It’s not just that most of my friends have children that is on my mind lately – it’s that their children are very quickly growing up. I didn’t feel so behind with my friends having tiny babies that could only communicate in screams and silence, but now my friend’s kids are bouncing around all over the place, building up their personalities, laughing and making out a few words. A few of my friends are even on their second child. I’m 31, childless, by choice, but it won’t be by choice for long.
I didn’t grow up knowing I wanted to be a mother. But now that I’m in a long-term relationship of nearly 9 years, I’m ready. I mean, I’m really ready – as ready as I’ll ever be. But the reality is that I’m not even engaged yet. If I get engaged in early 2015, which I think I will, I won’t be married until late 2016, after I turn 33. As I’ve written about before, having children is going to be challenging and require some form of medical intervention due to having severe PCOS. Who knows if I even can have kids? It may be impossible. What will hurt most is finding out that it might have not been impossible if only I didn’t wait so long…
There’s a growing part of me that wants to skip this marriage thing altogether and jump to having children, or at least trying to. Marriage seems unnecessary these days – and, as I’ve written about before, actually costs more in the long run from a tax perspective and makes life even less affordable. Perhaps marriage itself is not a necessity anymore. I’d like to be married, but I don’t need to be. I feel, at this point, I do need to have children. That’s more important. I want to build my family before it’s too late.
My boyfriend is aware of this, and he wants kids as well. We’ve both discussed 1-2 years as the timeframe for having children. The marriage stuff is where it gets tricky. It requires 1-1.5 years of planning. Not that I really am ready, ready to have a baby today – as in, I couldn’t imagine keeping my current job after giving birth, and I’d like to remain in my job for at least two years if possible. But… I go back and forth… because I’d like children, and by children I mean 2-3 kids, and if I wait any longer it’s just going to be harder to have one, let alone a pair or trio.
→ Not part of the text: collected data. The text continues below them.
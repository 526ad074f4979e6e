//! Wires the stages together: decode → MAC filter → beacon selector →
//! per-device strategy.

use crate::beacon::BeaconSelector;
use crate::filter::MacFilter;
use crate::hci::{self, Frame};
use crate::measurement::Measurement;
use crate::registry::StrategyRegistry;
use std::time::{Instant, SystemTime};

pub struct Pipeline {
    filter: MacFilter,
    selector: BeaconSelector,
    registry: StrategyRegistry,
}

impl Pipeline {
    pub fn new(filter: MacFilter, selector: BeaconSelector, registry: StrategyRegistry) -> Self {
        Self {
            filter,
            selector,
            registry,
        }
    }

    pub fn registry(&self) -> &StrategyRegistry {
        &self.registry
    }

    /// Decode one complete dump line and run it through the remaining stages.
    pub fn process_line(
        &self,
        line: &str,
        now: Instant,
        timestamp: SystemTime,
    ) -> Option<Measurement> {
        match hci::parse_line(line) {
            Ok(frame) => self.process_frame(&frame, now, timestamp),
            Err(e) => {
                log::trace!("Skipping line: {e}");
                None
            }
        }
    }

    /// Returns the measurement to store, if any. Rejections are logged at
    /// trace level.
    pub fn process_frame(
        &self,
        frame: &Frame,
        now: Instant,
        timestamp: SystemTime,
    ) -> Option<Measurement> {
        if !self.filter.allows(&frame.mac) {
            log::trace!("{}: filtered out", frame.mac);
            return None;
        }

        let measurement = match self.selector.select(frame, timestamp) {
            Ok(measurement) => measurement,
            Err(e) => {
                log::trace!("{}: {e}", frame.mac);
                return None;
            }
        };

        let accepted = self.registry.apply(measurement, now);
        if accepted.is_none() {
            log::trace!("{}: discarded by strategy", frame.mac);
        }
        accepted
    }
}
I feel like I also have no one to talk to about this. I bring it up with my boyfriend and he says we’ve already discussed it and there’s no use rehashing, in so many words. A peep of this to my parents and I get an earful that I’m waiting too long to begin with. My friends who already have kids and who are sleep deprived aren’t interested in hearing my minor jealousy. So I blog about this topic a lot because I just have no one to share these feelings with. And I’m really starting to get scared — life is buzzing by so quickly and I just don’t want to let it blur before my eyes without having the opportunity to build my family. Yes, adoption and such is always an option, but like so many other women out there I would much prefer to give birth to my own children. I’m not sure if I’d ever adopt. But I’ll cross that bridge when the time comes.
It’s just crazy to me how when you turn 30 you’re suddenly, well, old, in terms of your biological clock. Nowadays our 20s are more or less thought of as time to find ourselves, to explore, to grow up – and then boom, you’re 30, or you’re 31, and then… you have 10 years to get your shit together before you’re freaking forty and you’re a full-on grown-up entering middle age. So, I have ten years, or less, to have all my children, if I’m going to have any, and figure out how to balance some form of work life and personal life. I’m terrified of moving too fast and even more so moving too slow. I put all of my energy into work because I have to right now, that’s my focus, but I can see focusing on that for so long that I just run out of time to have a family. I feel like I might have my priorities mixed up.